STD, which stands for skiff-transmitted disease, refers to invasive mussels that spread by attaching to boats or getting into water that remains in boats after a day of boating or fishing, Utah DWR officials said in a news release.
“Invasive mussels are a serious threat to Utah’s drinking water supply and the state’s recreational waters,” said DWR Aquatic Invasive Species (AIS) Program Coordinator Jordan Nielson. “An infestation of invasive mussels can destroy fisheries, pollute shorelines and beaches, damage boats and equipment, and cost taxpayers millions of dollars to control.”
Mussels have already infected Lake Powell, and DWR officials said they need the help of every boater in Utah to prevent them from spreading to other lakes and reservoirs in the state.
“The goal of the ‘STD of the Sea’ campaign is to help boaters understand how serious this issue is and how important it is that they properly decontaminate their boats and other watercraft,” said DWR AIS Biologist Nate Owens. “If all boaters work together, our waters will remain clear of mussels. Once mussels infest a body of water, there isn’t anything we can do to get them back out.”

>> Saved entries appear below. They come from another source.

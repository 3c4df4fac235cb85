use crate::error::ReaderError;

/// Result of a single [`ItemReader::read`] call.
///
/// `Ok(None)` marks the end of the input.
pub type ItemReaderResult<T> = Result<Option<T>, ReaderError>;

/// A source of items read one at a time.
pub trait ItemReader<T> {
    fn read(&mut self) -> ItemReaderResult<T>;
}
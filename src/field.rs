//! Cell parsers for the typed column kinds.
//!
//! Both parsers are total: input that does not fit the expected shape yields
//! `None` rather than an error, so a malformed cell never aborts iteration.

/// A number read from a cell.
#[derive(Debug, Clone, Copy, PartialEq)]
pub enum Number {
    Int(i64),
    Float(f64),
}

impl Number {
    /// Widens the number to a float.
    pub fn as_f64(self) -> f64 {
        match self {
            Number::Int(i) => i as f64,
            Number::Float(f) => f,
        }
    }

    /// Rounds half away from zero; out-of-range floats saturate.
    pub fn round_to_i64(self) -> i64 {
        match self {
            Number::Int(i) => i,
            Number::Float(f) => f.round() as i64,
        }
    }
}

/// Parses the usual spreadsheet spellings of a boolean, ignoring case.
///
/// ```
/// use autocsv::field::parse_boolean;
///
/// assert_eq!(parse_boolean("Yes"), Some(true));
/// assert_eq!(parse_boolean("OFF"), Some(false));
/// assert_eq!(parse_boolean("maybe"), None);
/// ```
pub fn parse_boolean(value: &str) -> Option<bool> {
    match value.to_lowercase().as_str() {
        "true" | "on" | "yes" | "1" => Some(true),
        "false" | "off" | "no" | "0" => Some(false),
        _ => None,
    }
}

/// Parses a number written with any regional thousands/decimal convention.
///
/// Accepts an optional leading `-`, digit groups optionally separated by one
/// consistent non-digit thousands character, then optionally a different
/// non-digit decimal character followed by digits. `0x` prefixes are read as
/// hexadecimal. Anything ambiguous or malformed is `None`.
///
/// ```
/// use autocsv::field::{parse_number, Number};
///
/// assert_eq!(parse_number("1.234.567,89"), Some(Number::Float(1234567.89)));
/// assert_eq!(parse_number("1'234'567"), Some(Number::Int(1234567)));
/// assert_eq!(parse_number("2.456.70"), None);
/// assert_eq!(parse_number("0x20"), Some(Number::Int(32)));
/// ```
pub fn parse_number(value: &str) -> Option<Number> {
    if value.is_empty() {
        return None;
    }

    if let Some(hex) = value.strip_prefix("0x") {
        return Some(Number::Int(parse_hex_prefix(hex)));
    }

    let (thousands, decimal) = match_grouping(value)?;

    let mut normalized = String::with_capacity(value.len());
    for c in value.chars() {
        if Some(c) == thousands {
            continue;
        }
        normalized.push(if Some(c) == decimal { '.' } else { c });
    }

    // both digit runs are optional in the grammar
    if normalized == "." || normalized == "-." {
        return None;
    }

    if decimal.is_some() {
        return normalized.parse::<f64>().ok().map(Number::Float);
    }

    match normalized.as_str() {
        "" | "-" => Some(Number::Int(0)),
        digits => match digits.parse::<i64>() {
            Ok(i) => Some(Number::Int(i)),
            Err(_) => digits.parse::<f64>().ok().map(Number::Float),
        },
    }
}

/// Reads the leading hexadecimal digits, `0` when there are none.
fn parse_hex_prefix(s: &str) -> i64 {
    let end = s
        .char_indices()
        .find(|(_, c)| !c.is_ascii_hexdigit())
        .map_or(s.len(), |(i, _)| i);
    let digits = &s[..end];
    if digits.is_empty() {
        return 0;
    }
    i64::from_str_radix(digits, 16).unwrap_or(i64::MAX)
}

/// Matches `-? (D{1,3} (K? D{3} (K D{3})*)?)? (X D*)?` where `K` and `X` are
/// single non-digit characters and `X != K`.
///
/// Returns the thousands and decimal characters of the accepted reading. A
/// reading with a thousands character is preferred over one without.
fn match_grouping(value: &str) -> Option<(Option<char>, Option<char>)> {
    let chars: Vec<char> = value.chars().collect();
    let body = match chars.first() {
        Some('-') => &chars[1..],
        _ => &chars[..],
    };

    match_with_thousands(body)
        .map(|(k, x)| (Some(k), x))
        .or_else(|| match_plain(body).map(|x| (None, x)))
}

fn digit_run(chars: &[char]) -> usize {
    chars.iter().take_while(|c| c.is_ascii_digit()).count()
}

/// Reads `X D*` through the end, or nothing at all.
fn match_decimal_tail(rest: &[char]) -> Option<Option<char>> {
    match rest.split_first() {
        None => Some(None),
        Some((&x, digits)) if !x.is_ascii_digit() && digit_run(digits) == digits.len() => {
            Some(Some(x))
        }
        Some(_) => None,
    }
}

fn match_with_thousands(body: &[char]) -> Option<(char, Option<char>)> {
    let lead = digit_run(body);
    if !(1..=3).contains(&lead) {
        return None;
    }

    let k = *body.get(lead)?;
    let mut pos = lead + 1;
    loop {
        // exactly three digits per group
        if digit_run(&body[pos..]) != 3 {
            return None;
        }
        pos += 3;
        match body.get(pos) {
            Some(&c) if c == k => pos += 1,
            _ => break,
        }
    }

    match match_decimal_tail(&body[pos..])? {
        Some(x) if x == k => None,
        x => Some((k, x)),
    }
}

fn match_plain(body: &[char]) -> Option<Option<char>> {
    let lead = digit_run(body);
    match_decimal_tail(&body[lead..])
}

#[cfg(test)]
mod tests {
    use super::*;

    #[test]
    fn boolean_words_in_any_case() {
        for word in ["true", "on", "yes", "1"] {
            assert_eq!(parse_boolean(word), Some(true));
            assert_eq!(parse_boolean(&word.to_uppercase()), Some(true));
        }
        for word in ["false", "off", "no", "0", "False", "NO"] {
            assert_eq!(parse_boolean(word), Some(false));
        }
        assert_eq!(parse_boolean("foo"), None);
        assert_eq!(parse_boolean(""), None);
    }

    #[test]
    fn not_numbers() {
        for input in ["", "notanumber", "x", "f", "-f", "NaN", "three", "not a number"] {
            assert_eq!(parse_number(input), None, "{input}");
        }
    }

    #[test]
    fn hex_numbers() {
        assert_eq!(parse_number("0x"), Some(Number::Int(0)));
        assert_eq!(parse_number("0x0"), Some(Number::Int(0)));
        assert_eq!(parse_number("0x1"), Some(Number::Int(1)));
        assert_eq!(parse_number("0x20"), Some(Number::Int(32)));
        assert_eq!(parse_number("0xff"), Some(Number::Int(255)));
    }

    #[test]
    fn integers_with_grouping() {
        let cases = [
            ("123", 123),
            ("-123", -123),
            ("123456", 123456),
            ("1'234'567", 1234567),
            ("-1'234'567", -1234567),
            ("1234567", 1234567),
            ("2.456", 2456),
            ("-2.456", -2456),
            ("1 234", 1234),
            ("1_234", 1234),
            ("1.234.567.890", 1234567890),
            ("-1'234'567'890", -1234567890),
        ];
        for (input, expected) in cases {
            assert_eq!(parse_number(input), Some(Number::Int(expected)), "{input}");
        }
    }

    #[test]
    fn floats_in_regional_formats() {
        let cases = [
            ("3.1416", 3.1416),
            ("-123.45", -123.45),
            ("1'084.24", 1084.24),
            ("2,123.30", 2123.3),
            ("1.234,50", 1234.5),
            ("-1 234,50", -1234.5),
            ("123.456,789", 123456.789),
            ("123_456.789", 123456.789),
            ("1'234'567'890.12345", 1234567890.12345),
            ("1,234,567.89", 1234567.89),
            ("1234567,89", 1234567.89),
            ("1.234.567,89", 1234567.89),
            ("-1,234,567·89", -1234567.89),
            ("1'234'567,89", 1234567.89),
            ("1.234.567'89", 1234567.89),
        ];
        for (input, expected) in cases {
            assert_eq!(parse_number(input), Some(Number::Float(expected)), "{input}");
        }
    }

    #[test]
    fn dangling_decimal_markers() {
        let cases = [
            ("123.", 123.0),
            ("-123.", -123.0),
            ("1,234.", 1234.0),
            ("1?234.", 1234.0),
            ("-1.234,", -1234.0),
            (".5", 0.5),
            ("-.01", -0.01),
        ];
        for (input, expected) in cases {
            assert_eq!(parse_number(input), Some(Number::Float(expected)), "{input}");
        }
        assert_eq!(parse_number("."), None);
        assert_eq!(parse_number("-."), None);
    }

    #[test]
    fn ambiguous_groupings_are_rejected() {
        for input in [
            "2.456.70",
            "-2.456.70",
            "1'234'567'890.123'45",
            "1,23,456",
        ] {
            assert_eq!(parse_number(input), None, "{input}");
        }
    }

    #[test]
    fn rounding_to_integer() {
        assert_eq!(Number::Float(2.5).round_to_i64(), 3);
        assert_eq!(Number::Float(-2.5).round_to_i64(), -3);
        assert_eq!(Number::Float(2.4).round_to_i64(), 2);
        assert_eq!(Number::Int(7).round_to_i64(), 7);
    }
}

Drivers will start seeing more invasive mussels checkpoints throughout Utah, including at the state border, Bear Lake and Lake Powell. At these checkpoints, vehicles hauling boats must pull over so the watercraft can be inspected for mussels or standing water, according to the news release. If either is found, the driver might be issued a citation. If necessary, the boat will be decontaminated with hot water.
The DWR recommends that all boaters follow a three-part protocol to help prevent the spread of the invasive mussels.
Those steps are:
• Clean all plants and mud from each area of the boat, including the trailer, hull, bilge and other equipment;
• Drain the boat. Pull all plugs and fully drain all water from the boat, including live wells, ballast tanks, bladders and bilges;
• Dry the boat. Allow boats to dry completely before launching in other waters. Boats should be given seven days to thoroughly dry in summer, 18 days in the spring or fall and 30 days in winter — or freeze for three straight days, DWR officials said.
The next time the boat is used, the boater must fill out a certification form verifying that the boat has been decontaminated. Failure to properly decontaminate a boat can result in a citation and fine, according to the agency.